Saved data entries:
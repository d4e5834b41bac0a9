use anyhow::{anyhow, bail, Context};
use reqwest::{Method, RequestBuilder, Response, StatusCode};
use serde::de::DeserializeOwned;
use serde_json::Value;

/// Thin reqwest wrapper around the Posts HTTP surface
pub struct ApiClient {
    base_url: url::Url,
    token: Option<String>,
    http: reqwest::Client,
}

impl ApiClient {
    pub fn new(base_url: &str, token: Option<String>) -> anyhow::Result<Self> {
        let base_url = url::Url::parse(base_url).with_context(|| format!("invalid server URL: {}", base_url))?;
        Ok(Self {
            base_url,
            token,
            http: reqwest::Client::new(),
        })
    }

    pub fn request(&self, method: Method, path: &str) -> anyhow::Result<RequestBuilder> {
        let url = self.base_url.join(path)?;
        Ok(self.http.request(method, url))
    }

    /// Same as `request` but fails early when no token was supplied.
    pub fn authed(&self, method: Method, path: &str) -> anyhow::Result<RequestBuilder> {
        let token = self
            .token
            .as_deref()
            .ok_or_else(|| anyhow!("this command needs --token or POSTS_API_TOKEN"))?;
        Ok(self.request(method, path)?.bearer_auth(token))
    }

    pub async fn send_json<T: DeserializeOwned>(&self, request: RequestBuilder) -> anyhow::Result<T> {
        let response = Self::check(request.send().await?).await?;
        Ok(response.json::<T>().await?)
    }

    pub async fn send_empty(&self, request: RequestBuilder) -> anyhow::Result<()> {
        Self::check(request.send().await?).await?;
        Ok(())
    }

    async fn check(response: Response) -> anyhow::Result<Response> {
        let status = response.status();
        if status.is_success() {
            return Ok(response);
        }

        let detail = response
            .json::<Value>()
            .await
            .ok()
            .and_then(|body| body.get("detail").and_then(|d| d.as_str()).map(str::to_string))
            .unwrap_or_else(|| status.canonical_reason().unwrap_or("request failed").to_string());

        match status {
            StatusCode::UNAUTHORIZED => bail!("unauthorized: {}", detail),
            StatusCode::FORBIDDEN => bail!("forbidden: {}", detail),
            StatusCode::NOT_FOUND => bail!("not found: {}", detail),
            _ => bail!("{} {}", status.as_u16(), detail),
        }
    }
}
use reqwest::Method;
use serde_json::Value;

use crate::cli::client::ApiClient;
use crate::cli::utils::output_value;
use crate::cli::OutputFormat;

pub async fn handle(client: &ApiClient, output_format: OutputFormat) -> anyhow::Result<()> {
    let body: Value = client.send_json(client.request(Method::GET, "/health")?).await?;

    output_value(&output_format, &body, |body| {
        let status = body.get("status").and_then(|s| s.as_str()).unwrap_or("unknown");
        let database = body.get("database").and_then(|s| s.as_str()).unwrap_or("unknown");
        println!("✓ status: {} (database: {})", status, database);
    })
}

Work order: Your answer must be the lines from the first line of the entries above through the line that contains "DeserializeOwned>(&self, request: RequestBuilder)", written out exactly.

Exercise output:
repository d4e5834b41bac0a9
use anyhow::{anyhow, bail, Context};
use reqwest::{Method, RequestBuilder, Response, StatusCode};
use serde::de::DeserializeOwned;
use serde_json::Value;

/// Thin reqwest wrapper around the Posts HTTP surface
pub struct ApiClient {
    base_url: url::Url,
    token: Option<String>,
    http: reqwest::Client,
}

impl ApiClient {
    pub fn new(base_url: &str, token: Option<String>) -> anyhow::Result<Self> {
        let base_url = url::Url::parse(base_url).with_context(|| format!("invalid server URL: {}", base_url))?;
        Ok(Self {
            base_url,
            token,
            http: reqwest::Client::new(),
        })
    }

    pub fn request(&self, method: Method, path: &str) -> anyhow::Result<RequestBuilder> {
        let url = self.base_url.join(path)?;
        Ok(self.http.request(method, url))
    }

    /// Same as `request` but fails early when no token was supplied.
    pub fn authed(&self, method: Method, path: &str) -> anyhow::Result<RequestBuilder> {
        let token = self
            .token
            .as_deref()
            .ok_or_else(|| anyhow!("this command needs --token or POSTS_API_TOKEN"))?;
        Ok(self.request(method, path)?.bearer_auth(token))
    }

    pub async fn send_json<T: DeserializeOwned>(&self, request: RequestBuilder) -> anyhow::Result<T> {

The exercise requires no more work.